Copy out each line of the data holding "counter".

──────── The input

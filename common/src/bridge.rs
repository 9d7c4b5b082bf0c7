//! Conversion from bus image messages to the in-memory RGB bitmap the
//! capture node displays and saves.

use std::io::Cursor;
use std::str::FromStr;

use image::{ImageReader, Rgb, RgbImage};

use crate::frame::{ImageMessage, ImagePayload, RawImage};

/// A decoded camera image: 8-bit RGB, `height x width x 3`.
#[derive(Debug, Clone, PartialEq)]
pub struct Frame {
    pub image: RgbImage,
    pub captured_at_ms: i64,
    pub seq: u64,
}

impl Frame {
    pub fn width(&self) -> u32 {
        self.image.width()
    }

    pub fn height(&self) -> u32 {
        self.image.height()
    }
}

/// Pixel encodings accepted in raw image messages.
#[derive(Debug, Clone, Copy, PartialEq, Eq)]
pub enum PixelEncoding {
    Rgb8,
    Bgr8,
    Rgba8,
    Bgra8,
    Mono8,
    Mono16,
}

impl PixelEncoding {
    pub fn bytes_per_pixel(self) -> usize {
        match self {
            Self::Rgb8 | Self::Bgr8 => 3,
            Self::Rgba8 | Self::Bgra8 => 4,
            Self::Mono8 => 1,
            Self::Mono16 => 2,
        }
    }

    fn to_rgb(self, px: &[u8], is_bigendian: bool) -> Rgb<u8> {
        match self {
            Self::Rgb8 | Self::Rgba8 => Rgb([px[0], px[1], px[2]]),
            Self::Bgr8 | Self::Bgra8 => Rgb([px[2], px[1], px[0]]),
            Self::Mono8 => Rgb([px[0]; 3]),
            Self::Mono16 => {
                let value = if is_bigendian {
                    u16::from_be_bytes([px[0], px[1]])
                } else {
                    u16::from_le_bytes([px[0], px[1]])
                };
                Rgb([(value >> 8) as u8; 3])
            }
        }
    }
}

impl FromStr for PixelEncoding {
    type Err = DecodeError;

    fn from_str(s: &str) -> Result<Self, Self::Err> {
        match s {
            "rgb8" => Ok(Self::Rgb8),
            "bgr8" => Ok(Self::Bgr8),
            "rgba8" => Ok(Self::Rgba8),
            "bgra8" => Ok(Self::Bgra8),
            "mono8" => Ok(Self::Mono8),
            "mono16" => Ok(Self::Mono16),
            other => Err(DecodeError::UnsupportedEncoding(other.to_string())),
        }
    }
}

/// Decode a message into a [`Frame`] using its encoding tag.
pub fn decode(msg: &ImageMessage) -> Result<Frame, DecodeError> {
    let image = match &msg.payload {
        ImagePayload::Compressed(data) => decode_compressed(data)?,
        ImagePayload::Raw(raw) => decode_raw(raw)?,
    };
    Ok(Frame {
        image,
        captured_at_ms: msg.captured_at_ms,
        seq: msg.seq,
    })
}

fn decode_compressed(data: &[u8]) -> Result<RgbImage, DecodeError> {
    let img = ImageReader::new(Cursor::new(data))
        .with_guessed_format()
        .map_err(|e| DecodeError::Compressed(e.to_string()))?
        .decode()
        .map_err(|e| DecodeError::Compressed(e.to_string()))?;
    if img.width() == 0 || img.height() == 0 {
        return Err(DecodeError::EmptyImage);
    }
    Ok(img.to_rgb8())
}

fn decode_raw(raw: &RawImage) -> Result<RgbImage, DecodeError> {
    let encoding: PixelEncoding = raw.encoding.parse()?;
    if raw.width == 0 || raw.height == 0 {
        return Err(DecodeError::EmptyImage);
    }

    let bpp = encoding.bytes_per_pixel();
    let row_bytes = raw.width as u64 * bpp as u64;
    let step = raw.step as u64;
    if step < row_bytes {
        return Err(DecodeError::StrideTooSmall {
            step: raw.step,
            row_bytes,
        });
    }
    let expected = step * raw.height as u64;
    if (raw.data.len() as u64) < expected {
        return Err(DecodeError::Truncated {
            got: raw.data.len(),
            expected,
        });
    }

    let step = raw.step as usize;
    Ok(RgbImage::from_fn(raw.width, raw.height, |x, y| {
        let offset = y as usize * step + x as usize * bpp;
        encoding.to_rgb(&raw.data[offset..offset + bpp], raw.is_bigendian)
    }))
}

#[derive(Debug, thiserror::Error)]
pub enum DecodeError {
    #[error("unsupported pixel encoding {0:?}")]
    UnsupportedEncoding(String),
    #[error("image has zero width or height")]
    EmptyImage,
    #[error("row stride {step} is smaller than one row of pixels ({row_bytes} bytes)")]
    StrideTooSmall { step: u32, row_bytes: u64 },
    #[error("pixel data truncated: got {got} bytes, expected {expected}")]
    Truncated { got: usize, expected: u64 },
    #[error("failed to decode compressed image: {0}")]
    Compressed(String),
}
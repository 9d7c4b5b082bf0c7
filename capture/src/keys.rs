use chrono::NaiveDateTime;

/// File name for a saved photo, e.g. `photo_007_20260218_093000.jpg`.
///
/// The counter keeps names unique when several photos land in the same second.
pub fn photo_filename(counter: u32, taken_at: NaiveDateTime) -> String {
    format!(
        "photo_{counter:03}_{ts}.jpg",
        ts = taken_at.format("%Y%m%d_%H%M%S")
    )
}
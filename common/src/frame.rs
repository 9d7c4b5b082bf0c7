/// The image carried inside a bus message.
#[derive(Debug, Clone, PartialEq, Eq)]
pub enum ImagePayload {
    /// Compressed still (JPEG from MJPEG cameras, PNG also accepted).
    Compressed(Vec<u8>),
    /// Uncompressed pixel rows tagged with their pixel encoding.
    Raw(RawImage),
}

#[derive(Debug, Clone, PartialEq, Eq)]
pub struct RawImage {
    /// Pixel encoding tag, e.g. `bgr8`, `rgb8`, `mono8`.
    pub encoding: String,
    pub width: u32,
    pub height: u32,
    /// Row stride in bytes.
    pub step: u32,
    /// Byte order of multi-byte channels (`mono16`).
    pub is_bigendian: bool,
    pub data: Vec<u8>,
}

/// A camera image message with timestamp metadata.
///
/// Binary wire formats (big-endian):
///
/// v1 (compressed, backward-compatible with JPEG frame producers):
///   [0..8]   captured_at_ms  (i64, Unix millis)
///   [8..16]  seq             (u64)
///   [16..]   compressed image bytes
///
/// v2 (raw):
///   [0]      version = 0x02
///   [1]      is_bigendian
///   [2..10]  captured_at_ms  (i64)
///   [10..18] seq             (u64)
///   [18..22] width           (u32)
///   [22..26] height          (u32)
///   [26..30] step            (u32)
///   [30]     encoding_len    (u8)
///   [31..31+encoding_len]    encoding (ASCII)
///   [..+4]   data_len        (u32)
///   [..]     data
#[derive(Debug, Clone, PartialEq, Eq)]
pub struct ImageMessage {
    pub payload: ImagePayload,
    pub captured_at_ms: i64,
    pub seq: u64,
}

/// Encoding tag reported for v1 messages.
pub const COMPRESSED_ENCODING: &str = "compressed";

const V1_HEADER_SIZE: usize = 16; // 8 bytes timestamp + 8 bytes seq
const V2_FIXED_HEADER_SIZE: usize = 31; // up to and including encoding_len
const V2_MARKER: u8 = 0x02;

impl ImageMessage {
    pub fn new_compressed(data: Vec<u8>, captured_at_ms: i64, seq: u64) -> Self {
        Self {
            payload: ImagePayload::Compressed(data),
            captured_at_ms,
            seq,
        }
    }

    pub fn new_raw(raw: RawImage, captured_at_ms: i64, seq: u64) -> Self {
        Self {
            payload: ImagePayload::Raw(raw),
            captured_at_ms,
            seq,
        }
    }

    pub fn encoding(&self) -> &str {
        match &self.payload {
            ImagePayload::Compressed(_) => COMPRESSED_ENCODING,
            ImagePayload::Raw(raw) => &raw.encoding,
        }
    }

    pub fn payload_size(&self) -> usize {
        match &self.payload {
            ImagePayload::Compressed(data) => data.len(),
            ImagePayload::Raw(raw) => raw.data.len(),
        }
    }

    /// Serialize to the binary bus payload.
    pub fn serialize(&self) -> Result<Vec<u8>, FrameError> {
        match &self.payload {
            ImagePayload::Compressed(data) => {
                let mut buf = Vec::with_capacity(V1_HEADER_SIZE + data.len());
                buf.extend_from_slice(&self.captured_at_ms.to_be_bytes());
                buf.extend_from_slice(&self.seq.to_be_bytes());
                buf.extend_from_slice(data);
                Ok(buf)
            }
            ImagePayload::Raw(raw) => {
                let encoding = raw.encoding.as_bytes();
                let encoding_len = u8::try_from(encoding.len())
                    .map_err(|_| FrameError::EncodingTooLong(encoding.len()))?;
                let data_len = u32::try_from(raw.data.len())
                    .map_err(|_| FrameError::DataTooLong(raw.data.len()))?;

                let mut buf = Vec::with_capacity(
                    V2_FIXED_HEADER_SIZE + encoding.len() + 4 + raw.data.len(),
                );
                buf.push(V2_MARKER);
                buf.push(u8::from(raw.is_bigendian));
                buf.extend_from_slice(&self.captured_at_ms.to_be_bytes());
                buf.extend_from_slice(&self.seq.to_be_bytes());
                buf.extend_from_slice(&raw.width.to_be_bytes());
                buf.extend_from_slice(&raw.height.to_be_bytes());
                buf.extend_from_slice(&raw.step.to_be_bytes());
                buf.push(encoding_len);
                buf.extend_from_slice(encoding);
                buf.extend_from_slice(&data_len.to_be_bytes());
                buf.extend_from_slice(&raw.data);
                Ok(buf)
            }
        }
    }

    /// Deserialize from a binary bus payload. Auto-detects v1 vs v2.
    pub fn deserialize(data: &[u8]) -> Result<Self, FrameError> {
        let mut reader = Reader { data, pos: 0 };

        match data.first() {
            None => Err(FrameError::TooShort {
                got: 0,
                expected: V1_HEADER_SIZE,
            }),
            Some(&V2_MARKER) => {
                if data.len() < V2_FIXED_HEADER_SIZE {
                    return Err(FrameError::TooShort {
                        got: data.len(),
                        expected: V2_FIXED_HEADER_SIZE,
                    });
                }
                reader.skip(1)?;
                let is_bigendian = reader.u8()? != 0;
                let captured_at_ms = i64::from_be_bytes(reader.array()?);
                let seq = u64::from_be_bytes(reader.array()?);
                let width = u32::from_be_bytes(reader.array()?);
                let height = u32::from_be_bytes(reader.array()?);
                let step = u32::from_be_bytes(reader.array()?);
                let encoding_len = reader.u8()? as usize;
                let encoding = std::str::from_utf8(reader.bytes(encoding_len)?)
                    .map_err(|_| FrameError::InvalidEncodingTag)?
                    .to_string();
                let data_len = u32::from_be_bytes(reader.array()?) as usize;
                let pixels = reader.bytes(data_len)?.to_vec();

                Ok(Self::new_raw(
                    RawImage {
                        encoding,
                        width,
                        height,
                        step,
                        is_bigendian,
                        data: pixels,
                    },
                    captured_at_ms,
                    seq,
                ))
            }
            Some(_) => {
                if data.len() < V1_HEADER_SIZE {
                    return Err(FrameError::TooShort {
                        got: data.len(),
                        expected: V1_HEADER_SIZE,
                    });
                }
                let captured_at_ms = i64::from_be_bytes(reader.array()?);
                let seq = u64::from_be_bytes(reader.array()?);
                Ok(Self::new_compressed(
                    data[V1_HEADER_SIZE..].to_vec(),
                    captured_at_ms,
                    seq,
                ))
            }
        }
    }
}

/// Bounds-checked cursor over a payload.
struct Reader<'a> {
    data: &'a [u8],
    pos: usize,
}

impl<'a> Reader<'a> {
    fn bytes(&mut self, len: usize) -> Result<&'a [u8], FrameError> {
        let end = self.pos.checked_add(len).ok_or(FrameError::TooShort {
            got: self.data.len(),
            expected: usize::MAX,
        })?;
        let slice = self.data.get(self.pos..end).ok_or(FrameError::TooShort {
            got: self.data.len(),
            expected: end,
        })?;
        self.pos = end;
        Ok(slice)
    }

    fn array<const N: usize>(&mut self) -> Result<[u8; N], FrameError> {
        let mut out = [0u8; N];
        out.copy_from_slice(self.bytes(N)?);
        Ok(out)
    }

    fn u8(&mut self) -> Result<u8, FrameError> {
        Ok(self.bytes(1)?[0])
    }

    fn skip(&mut self, len: usize) -> Result<(), FrameError> {
        self.bytes(len).map(|_| ())
    }
}

#[derive(Debug, thiserror::Error)]
pub enum FrameError {
    #[error("image payload too short: got {got} bytes, expected at least {expected}")]
    TooShort { got: usize, expected: usize },
    #[error("encoding tag is not valid UTF-8")]
    InvalidEncodingTag,
    #[error("encoding tag too long: {0} bytes")]
    EncodingTooLong(usize),
    #[error("pixel data too long for the wire format: {0} bytes")]
    DataTooLong(usize),
}
use serde::Deserialize;
use std::path::{Path, PathBuf};
use std::time::Duration;

#[derive(Debug, Clone, Default, Deserialize)]
pub struct Config {
    #[serde(default)]
    pub bus: BusConfig,
    #[serde(default)]
    pub capture: CaptureConfig,
    #[serde(default)]
    pub logging: LoggingConfig,
}

#[derive(Debug, Clone, Deserialize)]
pub struct BusConfig {
    #[serde(default = "default_brokers")]
    pub brokers: String,
    #[serde(default = "default_topic")]
    pub topic: String,
    #[serde(default = "default_group_id")]
    pub group_id: String,
}

#[derive(Debug, Clone, Deserialize)]
pub struct CaptureConfig {
    /// Relative paths resolve against the working directory.
    #[serde(default = "default_photo_dir")]
    pub photo_dir: PathBuf,
    #[serde(default = "default_window_title")]
    pub window_title: String,
    #[serde(default = "default_spin_timeout_ms")]
    pub spin_timeout_ms: u64,
    #[serde(default = "default_jpeg_quality")]
    pub jpeg_quality: u8,
}

#[derive(Debug, Clone, Deserialize)]
pub struct LoggingConfig {
    #[serde(default = "default_log_level")]
    pub level: String,
}

impl Default for BusConfig {
    fn default() -> Self {
        Self {
            brokers: default_brokers(),
            topic: default_topic(),
            group_id: default_group_id(),
        }
    }
}

impl Default for CaptureConfig {
    fn default() -> Self {
        Self {
            photo_dir: default_photo_dir(),
            window_title: default_window_title(),
            spin_timeout_ms: default_spin_timeout_ms(),
            jpeg_quality: default_jpeg_quality(),
        }
    }
}

impl Default for LoggingConfig {
    fn default() -> Self {
        Self {
            level: default_log_level(),
        }
    }
}

impl CaptureConfig {
    pub fn spin_timeout(&self) -> Duration {
        Duration::from_millis(self.spin_timeout_ms)
    }
}

impl Config {
    pub fn load(path: &Path) -> Result<Self, ConfigError> {
        let content = std::fs::read_to_string(path)
            .map_err(|e| ConfigError::ReadFile(path.display().to_string(), e))?;
        Self::parse(&content)
    }

    /// Like [`Config::load`], but a missing file yields the built-in defaults.
    pub fn load_or_default(path: &Path) -> Result<Self, ConfigError> {
        match Self::load(path) {
            Err(ConfigError::ReadFile(_, e)) if e.kind() == std::io::ErrorKind::NotFound => {
                Ok(Self::default())
            }
            result => result,
        }
    }

    pub fn parse(content: &str) -> Result<Self, ConfigError> {
        let config: Config =
            toml::from_str(content).map_err(|e| ConfigError::Parse(e.to_string()))?;
        if !(1..=100).contains(&config.capture.jpeg_quality) {
            return Err(ConfigError::Invalid(format!(
                "capture.jpeg_quality must be within 1..=100, got {}",
                config.capture.jpeg_quality
            )));
        }
        Ok(config)
    }
}

#[derive(Debug, thiserror::Error)]
pub enum ConfigError {
    #[error("failed to read config file {0}: {1}")]
    ReadFile(String, std::io::Error),
    #[error("failed to parse config: {0}")]
    Parse(String),
    #[error("invalid config: {0}")]
    Invalid(String),
}

// Default value functions
fn default_brokers() -> String {
    "localhost:9092".into()
}
fn default_topic() -> String {
    "camera.image_color".into()
}
fn default_group_id() -> String {
    "image-capture-node".into()
}
fn default_photo_dir() -> PathBuf {
    PathBuf::from("photos")
}
fn default_window_title() -> String {
    "Camera Feed - Press SPACE to capture, ESC to exit".into()
}
fn default_spin_timeout_ms() -> u64 {
    100
}
fn default_jpeg_quality() -> u8 {
    90
}
fn default_log_level() -> String {
    "info".into()
}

────────────────

__Solution to the problem__:
/// The counter keeps names unique when several photos land in the same second.
pub fn photo_filename(counter: u32, taken_at: NaiveDateTime) -> String {
        "photo_{counter:03}_{ts}.jpg",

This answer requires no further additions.